- Supplied entries:

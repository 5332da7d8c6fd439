//
// Licensed to the Apache Software Foundation (ASF) under one or more
// contributor license agreements.  See the NOTICE file distributed with
// this work for additional information regarding copyright ownership.
// The ASF licenses this file to You under the Apache License, Version 2.0
// (the "License"); you may not use this file except in compliance with
// the License.  You may obtain a copy of the License at
//
//    http://www.apache.org/licenses/LICENSE-2.0
//
// Unless required by applicable law or agreed to in writing, software
// distributed under the License is distributed on an "AS IS" BASIS,
// WITHOUT WARRANTIES OR CONDITIONS OF ANY KIND, either express or implied.
// See the License for the specific language governing permissions and
// limitations under the License.

//! Timestamp aggregation across kernel splits and packets.
//!
//! One dispatch may fan out across several kernel splits and several packets
//! per split. Profiling reports a single {start, end} per clock domain: the
//! earliest start and the latest end over every packet. min/max are
//! commutative and associative, so packet layout never changes the result.

/// Raw values of one completion packet.
#[derive(Clone, Copy, Debug, Default, PartialEq, Eq)]
pub struct PacketTimestamps {
    pub global_start: u64,
    pub global_end: u64,
    pub context_start: u64,
    pub context_end: u64,
}

/// {start, end} of one clock domain.
#[derive(Clone, Copy, Debug, Default, PartialEq, Eq)]
pub struct KernelTimestamp {
    pub kernel_start: u64,
    pub kernel_end: u64,
}

/// Query result: two clock domains.
#[derive(Clone, Copy, Debug, Default, PartialEq, Eq)]
pub struct TimestampResult {
    pub global: KernelTimestamp,
    pub context: KernelTimestamp,
}

/// Aggregated values across every packet considered.
#[derive(Clone, Copy, Debug, PartialEq, Eq)]
pub struct AggregatedTimestamps {
    pub global_start: u64,
    pub global_end: u64,
    pub context_start: u64,
    pub context_end: u64,
}

impl AggregatedTimestamps {
    /// Identity element: folding any packet into it yields that packet.
    pub const EMPTY: AggregatedTimestamps = AggregatedTimestamps {
        global_start: u64::MAX,
        global_end: 0,
        context_start: u64::MAX,
        context_end: 0,
    };

    pub fn accumulate(self, packet: &PacketTimestamps) -> Self {
        Self {
            global_start: self.global_start.min(packet.global_start),
            global_end: self.global_end.max(packet.global_end),
            context_start: self.context_start.min(packet.context_start),
            context_end: self.context_end.max(packet.context_end),
        }
    }

    pub fn merge(self, other: Self) -> Self {
        Self {
            global_start: self.global_start.min(other.global_start),
            global_end: self.global_end.max(other.global_end),
            context_start: self.context_start.min(other.context_start),
            context_end: self.context_end.max(other.context_end),
        }
    }

    /// Fill a query result. On single-clock-domain hardware the context
    /// domain is not meaningful and mirrors the global values.
    pub fn to_result(self, single_clock_domain: bool) -> TimestampResult {
        let global = KernelTimestamp {
            kernel_start: self.global_start,
            kernel_end: self.global_end,
        };
        let context = if single_clock_domain {
            global
        } else {
            KernelTimestamp {
                kernel_start: self.context_start,
                kernel_end: self.context_end,
            }
        };
        TimestampResult { global, context }
    }
}

/// Reduce the packets of every kernel-split group.
///
/// Returns `None` when no packet is supplied.
pub fn aggregate<'a, G>(groups: G) -> Option<AggregatedTimestamps>
where
    G: IntoIterator<Item = &'a [PacketTimestamps]>,
{
    let mut seen = false;
    let agg = groups
        .into_iter()
        .flatten()
        .fold(AggregatedTimestamps::EMPTY, |acc, packet| {
            seen = true;
            acc.accumulate(packet)
        });
    seen.then_some(agg)
}

#[cfg(test)]
mod tests {
    use super::*;

    fn packet(gs: u64, ge: u64, cs: u64, ce: u64) -> PacketTimestamps {
        PacketTimestamps {
            global_start: gs,
            global_end: ge,
            context_start: cs,
            context_end: ce,
        }
    }

    #[test]
    fn two_packets_one_group() {
        let packets = [packet(100, 200, 110, 190), packet(90, 210, 120, 180)];
        let agg = aggregate([&packets[..]]).unwrap();
        assert_eq!(agg.global_start, 90);
        assert_eq!(agg.global_end, 210);
        assert_eq!(agg.context_start, 110);
        assert_eq!(agg.context_end, 190);
    }

    #[test]
    fn layout_across_splits_does_not_matter() {
        let all = [
            packet(100, 200, 110, 190),
            packet(90, 210, 120, 180),
            packet(95, 260, 105, 250),
            packet(130, 140, 131, 139),
        ];
        let flat = aggregate([&all[..]]).unwrap();
        let split = aggregate([&all[..1], &all[1..3], &all[3..]]).unwrap();

        let mut reversed = all;
        reversed.reverse();
        let rev = aggregate([&reversed[2..], &reversed[..2]]).unwrap();

        assert_eq!(flat, split);
        assert_eq!(flat, rev);
    }

    #[test]
    fn every_permutation_of_three_packets_agrees() {
        let p = [
            packet(5, 50, 6, 49),
            packet(3, 40, 7, 60),
            packet(8, 70, 2, 30),
        ];
        let expected = aggregate([&p[..]]).unwrap();
        let orders = [[0, 1, 2], [0, 2, 1], [1, 0, 2], [1, 2, 0], [2, 0, 1], [2, 1, 0]];
        for order in orders {
            let permuted = order.map(|i| p[i]);
            assert_eq!(aggregate([&permuted[..]]).unwrap(), expected);
        }
    }

    #[test]
    fn merge_matches_single_pass() {
        let a = [packet(10, 20, 11, 19)];
        let b = [packet(5, 15, 12, 25)];
        let merged = aggregate([&a[..]]).unwrap().merge(aggregate([&b[..]]).unwrap());
        assert_eq!(merged, aggregate([&a[..], &b[..]]).unwrap());
    }

    #[test]
    fn empty_input() {
        let none: [&[PacketTimestamps]; 0] = [];
        assert!(aggregate(none).is_none());
        assert!(aggregate([&[][..]]).is_none());
    }

    #[test]
    fn single_clock_domain_mirrors_global() {
        let agg = aggregate([&[packet(1, 9, 2, 8)][..]]).unwrap();
        let r = agg.to_result(true);
        assert_eq!(r.context, r.global);
        assert_eq!(r.global.kernel_start, 1);
        assert_eq!(r.global.kernel_end, 9);

        let r = agg.to_result(false);
        assert_eq!(r.context.kernel_start, 2);
        assert_eq!(r.context.kernel_end, 8);
    }
}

- Directions for this task:
The output must consist solely of the lines from the first line of the records through the line containing "regarding copyright ownership.", reproduced exactly.

- Exercise solution:
repository 5332da7d8c6fd439
//
// Licensed to the Apache Software Foundation (ASF) under one or more
// contributor license agreements.  See the NOTICE file distributed with
// this work for additional information regarding copyright ownership.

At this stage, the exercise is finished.